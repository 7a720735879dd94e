// SPDX-FileCopyrightText: 2026 TierRoute Contributors
// SPDX-License-Identifier: MIT OR Apache-2.0

//! Mock generation backend for deterministic testing.
//!
//! `MockBackend` implements `ModelBackend` with pre-configured responses.
//! Responses are popped from a FIFO queue; when the queue is empty a default
//! text naming the backend is returned. Streaming splits the response on
//! whitespace and emits one token per word.

use std::collections::VecDeque;
use std::path::Path;
use std::sync::Arc;
use std::sync::atomic::{AtomicBool, AtomicUsize, Ordering};
use std::time::Duration;

use async_trait::async_trait;
use tokio::sync::Mutex;
use tracing::info;

use tierroute_core::{
    ChatMessage, GenerationConfig, ModelBackend, TierRouteError, TokenStream, spawn_token_stream,
};

/// A mock backend that returns pre-configured responses.
pub struct MockBackend {
    name: String,
    responses: Mutex<VecDeque<String>>,
    loaded: AtomicBool,
    fail_generate: AtomicBool,
    load_count: AtomicUsize,
    unload_count: AtomicUsize,
    generate_calls: AtomicUsize,
    stream_calls: AtomicUsize,
    produced_tokens: Arc<AtomicUsize>,
    token_delay: Option<Duration>,
    supports_adapters: bool,
    adapters: std::sync::Mutex<Vec<String>>,
    active_adapter: std::sync::Mutex<Option<String>>,
    last_config: std::sync::Mutex<Option<GenerationConfig>>,
}

impl MockBackend {
    /// Create an unloaded mock backend with an empty response queue.
    pub fn new(name: impl Into<String>) -> Self {
        Self {
            name: name.into(),
            responses: Mutex::new(VecDeque::new()),
            loaded: AtomicBool::new(false),
            fail_generate: AtomicBool::new(false),
            load_count: AtomicUsize::new(0),
            unload_count: AtomicUsize::new(0),
            generate_calls: AtomicUsize::new(0),
            stream_calls: AtomicUsize::new(0),
            produced_tokens: Arc::new(AtomicUsize::new(0)),
            token_delay: None,
            supports_adapters: false,
            adapters: std::sync::Mutex::new(Vec::new()),
            active_adapter: std::sync::Mutex::new(None),
            last_config: std::sync::Mutex::new(None),
        }
    }

    /// Pre-load the response queue.
    pub fn with_responses<I, S>(self, responses: I) -> Self
    where
        I: IntoIterator<Item = S>,
        S: Into<String>,
    {
        Self {
            responses: Mutex::new(responses.into_iter().map(Into::into).collect()),
            ..self
        }
    }

    /// Sleep before each streamed token.
    pub fn with_token_delay(mut self, delay: Duration) -> Self {
        self.token_delay = Some(delay);
        self
    }

    /// Accept LoRA adapter operations instead of ignoring them.
    pub fn with_adapter_support(mut self) -> Self {
        self.supports_adapters = true;
        self
    }

    /// Add a response to the end of the queue.
    pub async fn add_response(&self, text: impl Into<String>) {
        self.responses.lock().await.push_back(text.into());
    }

    /// Make subsequent generation calls fail with a backend error.
    pub fn fail_generate(&self, fail: bool) {
        self.fail_generate.store(fail, Ordering::SeqCst);
    }

    /// Number of unloaded-to-loaded transitions.
    pub fn load_count(&self) -> usize {
        self.load_count.load(Ordering::SeqCst)
    }

    pub fn unload_count(&self) -> usize {
        self.unload_count.load(Ordering::SeqCst)
    }

    pub fn generate_calls(&self) -> usize {
        self.generate_calls.load(Ordering::SeqCst)
    }

    pub fn stream_calls(&self) -> usize {
        self.stream_calls.load(Ordering::SeqCst)
    }

    /// Tokens handed to consumers across all streams.
    pub fn produced_tokens(&self) -> usize {
        self.produced_tokens.load(Ordering::SeqCst)
    }

    /// Adapters currently loaded (only tracked with adapter support).
    pub fn adapters(&self) -> Vec<String> {
        self.adapters.lock().map(|a| a.clone()).unwrap_or_default()
    }

    pub fn active_adapter(&self) -> Option<String> {
        self.active_adapter.lock().ok().and_then(|a| a.clone())
    }

    /// The generation config passed to the most recent call.
    pub fn last_config(&self) -> Option<GenerationConfig> {
        self.last_config.lock().ok().and_then(|c| c.clone())
    }

    async fn begin_call(&self, config: &GenerationConfig) -> Result<String, TierRouteError> {
        if !self.is_loaded() {
            return Err(TierRouteError::NotLoaded(self.name.clone()));
        }
        if self.fail_generate.load(Ordering::SeqCst) {
            return Err(TierRouteError::backend(&self.name, "injected failure"));
        }
        if let Ok(mut last) = self.last_config.lock() {
            *last = Some(config.clone());
        }
        Ok(self
            .responses
            .lock()
            .await
            .pop_front()
            .unwrap_or_else(|| format!("mock response from {}", self.name)))
    }
}

#[async_trait]
impl ModelBackend for MockBackend {
    fn name(&self) -> &str {
        &self.name
    }

    async fn load(&self) -> Result<(), TierRouteError> {
        if !self.loaded.swap(true, Ordering::SeqCst) {
            self.load_count.fetch_add(1, Ordering::SeqCst);
        }
        Ok(())
    }

    async fn unload(&self) -> Result<(), TierRouteError> {
        if self.loaded.swap(false, Ordering::SeqCst) {
            self.unload_count.fetch_add(1, Ordering::SeqCst);
        }
        Ok(())
    }

    fn is_loaded(&self) -> bool {
        self.loaded.load(Ordering::SeqCst)
    }

    async fn generate(
        &self,
        _messages: &[ChatMessage],
        config: &GenerationConfig,
    ) -> Result<String, TierRouteError> {
        self.generate_calls.fetch_add(1, Ordering::SeqCst);
        self.begin_call(config).await
    }

    async fn generate_stream(
        &self,
        _messages: &[ChatMessage],
        config: &GenerationConfig,
    ) -> Result<TokenStream, TierRouteError> {
        self.stream_calls.fetch_add(1, Ordering::SeqCst);
        let text = self.begin_call(config).await?;
        let tokens: Vec<String> = text.split_whitespace().map(str::to_string).collect();
        let produced = self.produced_tokens.clone();
        let delay = self.token_delay;

        Ok(spawn_token_stream(1, move |sink| async move {
            for token in tokens {
                if let Some(delay) = delay {
                    tokio::time::sleep(delay).await;
                }
                if sink.send(token).await.is_err() {
                    return;
                }
                produced.fetch_add(1, Ordering::SeqCst);
            }
        }))
    }

    fn load_lora(&self, adapter_path: &Path, adapter_name: &str) -> Result<(), TierRouteError> {
        if !self.supports_adapters {
            info!(backend = %self.name, adapter = adapter_name, "adapter hot-swap not supported");
            return Ok(());
        }
        info!(backend = %self.name, adapter = adapter_name, path = %adapter_path.display(), "adapter loaded");
        if let Ok(mut adapters) = self.adapters.lock() {
            adapters.push(adapter_name.to_string());
        }
        Ok(())
    }

    fn unload_lora(&self, adapter_name: &str) -> Result<(), TierRouteError> {
        if !self.supports_adapters {
            info!(backend = %self.name, adapter = adapter_name, "adapter hot-swap not supported");
            return Ok(());
        }
        if let Ok(mut adapters) = self.adapters.lock() {
            adapters.retain(|a| a != adapter_name);
        }
        if let Ok(mut active) = self.active_adapter.lock() {
            if active.as_deref() == Some(adapter_name) {
                *active = None;
            }
        }
        Ok(())
    }

    fn set_active_lora(&self, adapter_name: &str) -> Result<(), TierRouteError> {
        if !self.supports_adapters {
            info!(backend = %self.name, adapter = adapter_name, "adapter hot-swap not supported");
            return Ok(());
        }
        if !self.adapters().iter().any(|a| a == adapter_name) {
            return Err(TierRouteError::backend(
                &self.name,
                format!("adapter `{adapter_name}` is not loaded"),
            ));
        }
        if let Ok(mut active) = self.active_adapter.lock() {
            *active = Some(adapter_name.to_string());
        }
        Ok(())
    }

    fn model_info(&self) -> serde_json::Value {
        serde_json::json!({
            "backend": self.name,
            "provider": "mock",
            "loaded": self.is_loaded(),
            "generate_calls": self.generate_calls(),
            "stream_calls": self.stream_calls(),
            "active_adapter": self.active_adapter(),
        })
    }
}
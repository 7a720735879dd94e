// SPDX-FileCopyrightText: 2026 TierRoute Contributors
// SPDX-License-Identifier: MIT OR Apache-2.0

//! Embedding provider trait for converting text into vectors.

use crate::error::TierRouteError;

/// Converts text into fixed-length vectors for semantic routing.
///
/// Providers have an explicit loaded/unloaded lifecycle; callers load a
/// provider before the first embedding request. Loading an already loaded
/// provider is a no-op.
pub trait EmbeddingProvider: Send + Sync {
    /// Returns the human-readable name of this provider.
    fn name(&self) -> &str;

    /// Whether the underlying model is ready.
    fn is_loaded(&self) -> bool;

    /// Loads the underlying model.
    fn load(&self) -> Result<(), TierRouteError>;

    /// Embeds a batch of texts. The output is order-preserving and 1:1 with
    /// the input.
    fn embed(&self, texts: &[&str]) -> Result<Vec<Vec<f32>>, TierRouteError>;

    /// Embeds a single query string.
    fn embed_query(&self, text: &str) -> Result<Vec<f32>, TierRouteError> {
        self.embed(&[text])?
            .into_iter()
            .next()
            .ok_or_else(|| TierRouteError::embedding("embedding returned no results"))
    }
}
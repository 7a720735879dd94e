// SPDX-FileCopyrightText: 2026 TierRoute Contributors
// SPDX-License-Identifier: MIT OR Apache-2.0

//! Post-deserialization validation for configuration values.
//!
//! Validates semantic constraints that cannot be expressed via serde attributes,
//! such as threshold ranges, positive sizes and known log levels.

use tierroute_core::Tier;

use crate::diagnostic::ConfigError;
use crate::model::TierRouteConfig;

const LOG_LEVELS: &[&str] = &["trace", "debug", "info", "warn", "error"];

/// Validate a deserialized configuration for semantic correctness.
///
/// Returns `Ok(())` if all validations pass, or `Err(Vec<ConfigError>)` with
/// all collected validation errors (does not fail fast).
pub fn validate_config(config: &TierRouteConfig) -> Result<(), Vec<ConfigError>> {
    let mut errors = Vec::new();

    let level = config.log.level.trim().to_lowercase();
    if !LOG_LEVELS.contains(&level.as_str()) {
        errors.push(ConfigError::Validation {
            message: format!(
                "log.level `{}` is not one of {}",
                config.log.level,
                LOG_LEVELS.join(", ")
            ),
        });
    }

    for tier in Tier::all() {
        let value = config.router.thresholds.for_tier(tier);
        if !(0.0..=1.0).contains(&value) {
            errors.push(ConfigError::Validation {
                message: format!("router.thresholds.{tier} must be within 0.0-1.0, got {value}"),
            });
        }
    }

    for tier in Tier::all() {
        if let Some(keywords) = config.router.keywords.for_tier(tier) {
            if keywords.iter().any(|k| k.trim().is_empty()) {
                errors.push(ConfigError::Validation {
                    message: format!("router.keywords.{tier} must not contain empty keywords"),
                });
            }
        }
    }

    if let Some(path) = &config.router.examples_path {
        if path.trim().is_empty() {
            errors.push(ConfigError::Validation {
                message: "router.examples_path must not be empty when set".to_string(),
            });
        }
    }

    if config.embedding.dimensions == 0 {
        errors.push(ConfigError::Validation {
            message: "embedding.dimensions must be greater than 0".to_string(),
        });
    }

    if config.history.capacity == 0 {
        errors.push(ConfigError::Validation {
            message: "history.capacity must be greater than 0".to_string(),
        });
    }

    if errors.is_empty() {
        Ok(())
    } else {
        Err(errors)
    }
}
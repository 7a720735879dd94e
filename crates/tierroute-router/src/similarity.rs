// SPDX-FileCopyrightText: 2026 TierRoute Contributors
// SPDX-License-Identifier: MIT OR Apache-2.0

//! Cosine similarity in double precision.

/// `dot(a, b) / (|a| * |b|)`, accumulated in `f64`.
///
/// A zero-norm input or a length mismatch yields 0.0, so such a vector never
/// matches anything.
pub fn cosine_similarity(a: &[f32], b: &[f32]) -> f64 {
    if a.len() != b.len() || a.is_empty() {
        return 0.0;
    }

    let mut dot = 0.0f64;
    let mut norm_a = 0.0f64;
    let mut norm_b = 0.0f64;
    for (x, y) in a.iter().zip(b) {
        let (x, y) = (f64::from(*x), f64::from(*y));
        dot += x * y;
        norm_a += x * x;
        norm_b += y * y;
    }

    let denom = norm_a.sqrt() * norm_b.sqrt();
    if denom == 0.0 || !denom.is_finite() {
        return 0.0;
    }
    dot / denom
}
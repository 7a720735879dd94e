// SPDX-FileCopyrightText: 2026 TierRoute Contributors
// SPDX-License-Identifier: MIT OR Apache-2.0

//! Test utilities for TierRoute integration tests.
//!
//! Provides deterministic stand-ins for the two external collaborators of
//! the routing engine so tests run without models or network access.
//!
//! # Components
//!
//! - [`MockBackend`] - Generation backend with queued responses and call counters
//! - [`MockEmbedder`] - Embedding provider backed by an explicit text-to-vector table

pub mod mock_backend;
pub mod mock_embedder;

pub use mock_backend::MockBackend;
pub use mock_embedder::MockEmbedder;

Directions for this task: Which lines should be output? Exactly those from the first line of the data through the line containing "use std::sync::Arc;", inclusive.

Expected answer:
repository 7a720735879dd94e
// SPDX-FileCopyrightText: 2026 TierRoute Contributors
// SPDX-License-Identifier: MIT OR Apache-2.0

//! Mock generation backend for deterministic testing.
//!
//! `MockBackend` implements `ModelBackend` with pre-configured responses.
//! Responses are popped from a FIFO queue; when the queue is empty a default
//! text naming the backend is returned. Streaming splits the response on
//! whitespace and emits one token per word.

use std::collections::VecDeque;
use std::path::Path;
use std::sync::Arc;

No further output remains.